Material for this task Start Marker

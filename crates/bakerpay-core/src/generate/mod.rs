// ─────────────────────────────────────────────────────────────────
// Candidate generation pipeline. Stages run in fixed order, each
// mutating the shared generation context; the first stage error aborts
// the cycle. Determinism: identical (cycle data, configuration,
// extension responses) produce an identical blueprint.
// ─────────────────────────────────────────────────────────────────

mod balance;
mod bonds;
mod candidates;
mod fees;
mod finalize;
mod simulate;
mod validate;


pub use balance::check_sufficient_balance;
pub use bonds::distribute_bonds;
pub use candidates::generate_candidates;
pub use fees::collect_baker_fee;
pub use finalize::{create_blueprint, finalize_payouts};
pub use simulate::collect_transaction_fees;
pub use validate::validate_simulated_payouts;

use crate::address::Address;
use crate::candidate::{BondedCandidate, PayoutCandidate, SimulatedCandidate};
use crate::config::RuntimeConfiguration;
use crate::engines::{CycleData, GeneratePayoutsEngines, GeneratePayoutsOptions};
use crate::error::{PayoutError, Result};
use crate::recipe::{CyclePayoutBlueprint, PayoutRecipe};
use crate::Mutez;

/// Mutable state threaded through the generation stages.
pub struct PayoutGenerationContext {
    pub config: RuntimeConfiguration,
    pub engines: GeneratePayoutsEngines,
    /// Address of the payout wallet (the signer key).
    pub payout_wallet: Address,
    pub cycle_data: CycleData,

    pub candidates: Vec<PayoutCandidate>,
    pub bonded: Vec<BondedCandidate>,
    pub simulated: Vec<SimulatedCandidate>,

    /// Baker's keep of the distributable rewards (bond side).
    pub baker_bonds_amount: Mutez,
    /// Collected baker fees, including absorbed sub-threshold dust.
    pub baker_fees_amount: Mutez,
    pub donate_bonds_amount: Mutez,
    pub donate_fees_amount: Mutez,

    pub payouts: Vec<PayoutRecipe>,
    pub paid_delegators: usize,
    pub blueprint: Option<CyclePayoutBlueprint>,
}

impl PayoutGenerationContext {
    pub fn admin_notify(&self, message: &str) {
        (self.engines.admin_notify)(message);
    }

    /// Distributable pot for the cycle: earned rewards plus earned fees.
    pub fn distributable(&self) -> Mutez {
        self.cycle_data.earned_rewards() + self.cycle_data.earned_fees()
    }
}

/// `GeneratePayouts(config, cycle, opts) -> Blueprint | Error`
pub async fn generate_payouts(
    config: RuntimeConfiguration,
    engines: GeneratePayoutsEngines,
    options: &GeneratePayoutsOptions,
) -> Result<CyclePayoutBlueprint> {
    let cycle_data = engines
        .collector
        .get_cycle_data(&config.baker, options.cycle)
        .await?;
    log::debug!(
        "collected cycle {} data: {} delegators, staking balance {}",
        cycle_data.cycle,
        cycle_data.delegators.len(),
        cycle_data.staking_balance
    );

    let payout_wallet = engines.signer.pkh();
    let mut ctx = PayoutGenerationContext {
        config,
        engines,
        payout_wallet,
        cycle_data,
        candidates: Vec::new(),
        bonded: Vec::new(),
        simulated: Vec::new(),
        baker_bonds_amount: 0,
        baker_fees_amount: 0,
        donate_bonds_amount: 0,
        donate_fees_amount: 0,
        payouts: Vec::new(),
        paid_delegators: 0,
        blueprint: None,
    };

    generate_candidates(&mut ctx, options).await?;
    distribute_bonds(&mut ctx, options).await?;
    check_sufficient_balance(&mut ctx, options).await?;
    collect_baker_fee(&mut ctx, options).await?;
    collect_transaction_fees(&mut ctx, options).await?;
    validate_simulated_payouts(&mut ctx, options).await?;
    finalize_payouts(&mut ctx, options).await?;
    create_blueprint(&mut ctx, options).await?;

    ctx.blueprint
        .take()
        .ok_or_else(|| PayoutError::Input("payout generation produced no blueprint".to_string()))
}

Material for this task End Marker

Your goal:
With the line containing "collect_transaction_fees(&mut ctx, options).await?;" as the first and the last line of the records as the final one, print exactly the lines in that span.

Answer section:
    collect_transaction_fees(&mut ctx, options).await?;
    validate_simulated_payouts(&mut ctx, options).await?;
    finalize_payouts(&mut ctx, options).await?;
    create_blueprint(&mut ctx, options).await?;

    ctx.blueprint
        .take()
        .ok_or_else(|| PayoutError::Input("payout generation produced no blueprint".to_string()))
}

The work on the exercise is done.